(Collected data entries)

● ● ● ● ● ● ●

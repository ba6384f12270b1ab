use std::collections::{HashMap, HashSet};

use alloy::primitives::{Address, U256};
use tracing::{debug, info};

use crate::blockchain::abi::{ICToken, IComptroller, IERC20Metadata, IPriceOracle};
use crate::blockchain::{decode_returns, ensure_positional, read_contract, BatchCall, BatchCaller, ContractReader};
use crate::types::{ScannerResult, UnderlyingInfo};

/// Markets listed by the comptroller, classified once at startup.
///
/// Borrow markets had outstanding borrows when the process started; every
/// listed market is a lend market. The classification is never refreshed,
/// so markets listed later are unknown to the resolver.
#[derive(Debug, Clone, Default)]
pub struct MarketRegistry {
    oracle: Address,
    lend_markets: Vec<Address>,
    borrow_markets: HashSet<Address>,
    underlying: HashMap<Address, UnderlyingInfo>,
}

impl MarketRegistry {
    pub fn new(
        oracle: Address,
        lend_markets: Vec<Address>,
        borrow_markets: HashSet<Address>,
        underlying: HashMap<Address, UnderlyingInfo>,
    ) -> Self {
        Self {
            oracle,
            lend_markets,
            borrow_markets,
            underlying,
        }
    }

    /// Query every listed market's borrows and underlying token metadata
    pub async fn discover(reader: &dyn ContractReader, comptroller: Address) -> ScannerResult<Self> {
        info!("🏦 컴트롤러 마켓 조회 중...");

        let oracle = read_contract(reader, comptroller, &IComptroller::oracleCall {}).await?;
        let markets = read_contract(reader, comptroller, &IComptroller::getAllMarketsCall {}).await?;

        let mut borrow_markets = HashSet::new();
        let mut underlying = HashMap::with_capacity(markets.len());

        for &market in &markets {
            let total_borrows = read_contract(reader, market, &ICToken::totalBorrowsCall {}).await?;
            if total_borrows > U256::ZERO {
                borrow_markets.insert(market);
            }

            let token = read_contract(reader, market, &ICToken::underlyingCall {}).await?;
            let name = read_contract(reader, token, &IERC20Metadata::nameCall {}).await?;
            let decimals = read_contract(reader, token, &IERC20Metadata::decimalsCall {}).await?;
            debug!("마켓 {} 기초 자산 {} (소수점 {}자리)", market, name, decimals);

            underlying.insert(market, UnderlyingInfo { name, decimals });
        }

        info!(
            "✅ 마켓 {}개 발견 (대출 잔액 있는 마켓 {}개)",
            markets.len(),
            borrow_markets.len()
        );

        Ok(Self::new(oracle, markets, borrow_markets, underlying))
    }

    pub fn oracle(&self) -> Address {
        self.oracle
    }

    pub fn lend_markets(&self) -> &[Address] {
        &self.lend_markets
    }

    pub fn is_borrow_market(&self, market: &Address) -> bool {
        self.borrow_markets.contains(market)
    }

    pub fn underlying(&self, market: &Address) -> Option<&UnderlyingInfo> {
        self.underlying.get(market)
    }

    /// Log every market with its symbol and oracle price, in one batch
    pub async fn log_markets(&self, batcher: &dyn BatchCaller, explorer_url: &str) -> ScannerResult<()> {
        if self.lend_markets.is_empty() {
            return Ok(());
        }

        let calls: Vec<BatchCall> = self
            .lend_markets
            .iter()
            .flat_map(|&market| {
                [
                    BatchCall::new(market, &ICToken::symbolCall {}),
                    BatchCall::new(self.oracle, &IPriceOracle::getUnderlyingPriceCall { cToken: market }),
                ]
            })
            .collect();

        let results = batcher.aggregate(calls).await?;
        ensure_positional(self.lend_markets.len() * 2, &results)?;

        info!("📊 마켓 목록");
        for (market, pair) in self.lend_markets.iter().zip(results.chunks_exact(2)) {
            let symbol = decode_returns::<ICToken::symbolCall>(&pair[0])?;
            let price = decode_returns::<IPriceOracle::getUnderlyingPriceCall>(&pair[1])?;
            let borrowable = if self.is_borrow_market(market) { " [대출]" } else { "" };
            info!(
                "  - {}/address/{} ({}){} 가격: {}",
                explorer_url.trim_end_matches('/'),
                market,
                symbol,
                borrowable,
                price
            );
        }

        Ok(())
    }
}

● ● ● ● ● ● ●

## Requirement
Would you print exactly, and only, the lines of the data above from the line with "pub async fn log_markets(&self, batcher: &dyn" through the line with "let results = batcher.aggregate(calls).await?;", inclusive?

## Answer space
    pub async fn log_markets(&self, batcher: &dyn BatchCaller, explorer_url: &str) -> ScannerResult<()> {
        if self.lend_markets.is_empty() {
            return Ok(());
        }

        let calls: Vec<BatchCall> = self
            .lend_markets
            .iter()
            .flat_map(|&market| {
                [
                    BatchCall::new(market, &ICToken::symbolCall {}),
                    BatchCall::new(self.oracle, &IPriceOracle::getUnderlyingPriceCall { cToken: market }),
                ]
            })
            .collect();

        let results = batcher.aggregate(calls).await?;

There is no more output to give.